Expert Reactions and Future Advances
Still, the reality that the AI could exceed previous top-tier traditional systems so quickly is truly remarkable to meteorologists who have dedicated their lives trying to predict the world’s strongest storms.
“It’s astonishing,” commented James Franklin, a former expert. “The sample is now large enough that it’s evident this is not a case of beginner’s luck.”
Franklin said that while the AI is beating all other models on predicting the trajectory of hurricanes worldwide this year, like many AI models it sometimes errs on extreme strength forecasts inaccurate. It struggled with another storm earlier this year, as it was also undergoing rapid intensification to category 5 north of the Caribbean.
In the coming offseason, Franklin said he plans to discuss with the company about how it can make the AI results more useful for experts by offering additional under-the-hood data they can utilize to assess the reasons it is producing its conclusions.
“The one thing that nags at me is that although these predictions seem to be really, really good, the results of the system is kind of a black box,” said Franklin.
Wider Industry Trends
There has never been a private, for-profit company that has produced a high-performance forecasting system which allows researchers a peek into its techniques – unlike most other models which are offered free to the general audience in their full form by the authorities that created and operate them.
The company is not the only one in adopting artificial intelligence to address challenging meteorological problems. The US and European governments are developing their own AI weather models in the works – which have demonstrated improved skill over previous traditional systems.
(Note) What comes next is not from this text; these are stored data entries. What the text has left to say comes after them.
//! CLI command implementations
//!
//! All command functions return `CliResult<ExitCode>` instead of calling
//! `process::exit`. Error handling and exits happen in the top-level `run()`.

use std::fs;
use std::path::{Path, PathBuf};

use buildergen_core::Universe;
use buildergen_core::render::render_plan;

use super::{CliError, CliResult, ExitCode};
use crate::config::GeneratorConfig;
use crate::driver::{self, GeneratedFile};

/// Read the boilerplate header file.
pub fn read_boilerplate(path: &Path) -> CliResult<String> {
    fs::read_to_string(path)
        .map_err(|e| CliError::failure(format!("Error reading boilerplate {}: {}", path.display(), e)))
}

/// Generate builder files for every unit found under `paths`.
pub fn generate(paths: &[PathBuf], config: &GeneratorConfig, dry_run: bool) -> CliResult<ExitCode> {
    let files = driver::discover(paths, &config.suffix).map_err(CliError::report)?;
    if files.is_empty() {
        return Err(CliError::failure("No .rs files found"));
    }

    let (universe, units) = driver::load(&files, config).map_err(CliError::report)?;
    let generated = driver::generate(&universe, &units, config).map_err(CliError::report)?;
    print_diagnostics(&generated);

    if generated.is_empty() {
        println!("No eligible record types in {} file(s)", files.len());
        return Ok(ExitCode::SUCCESS);
    }

    if dry_run {
        for file in &generated {
            println!("// ---- {}", file.output.display());
            print!("{}", file.contents);
        }
        return Ok(ExitCode::SUCCESS);
    }

    driver::write_all(&generated).map_err(CliError::report)?;
    for file in &generated {
        println!("Generated: {}", file.output.display());
    }
    let builders: usize = generated.iter().map(|f| f.plan.specs.len()).sum();
    println!("\n✓ {} file(s), {} builder(s)", generated.len(), builders);
    Ok(ExitCode::SUCCESS)
}

fn print_diagnostics(files: &[GeneratedFile]) {
    for file in files {
        for diagnostic in &file.plan.diagnostics {
            eprintln!("warning: {}: {}", file.source.display(), diagnostic);
        }
    }
}

/// Print the planned builders of one file.
pub fn inspect(file: &Path, config: &GeneratorConfig) -> CliResult<ExitCode> {
    let source = fs::read_to_string(file)
        .map_err(|e| CliError::failure(format!("Error reading {}: {}", file.display(), e)))?;
    let package = driver::package_for(file, config.crate_root.as_deref()).map_err(CliError::report)?;
    let unit = buildergen_syntax::parse_file(&file.display().to_string(), &source, &package)
        .map_err(CliError::report)?;

    let mut universe = Universe::new();
    universe.insert(unit);
    let plan = buildergen_core::plan_unit(&universe, &package, &config.namespace)
        .map_err(|e| CliError::failure(format!("Error: {package}: {e}")))?;
    print!("{}", render_plan(&plan));
    Ok(ExitCode::SUCCESS)
}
Future developments in AI weather forecasts appear to involve startup companies tackling formerly tough-to-solve problems such as sub-seasonal outlooks and improved early alerts of tornado outbreaks and flash flooding – and they are receiving US government funding to do so. A particular firm, WindBorne Systems, is also deploying its proprietary atmospheric sensors to fill the gaps in the national monitoring system.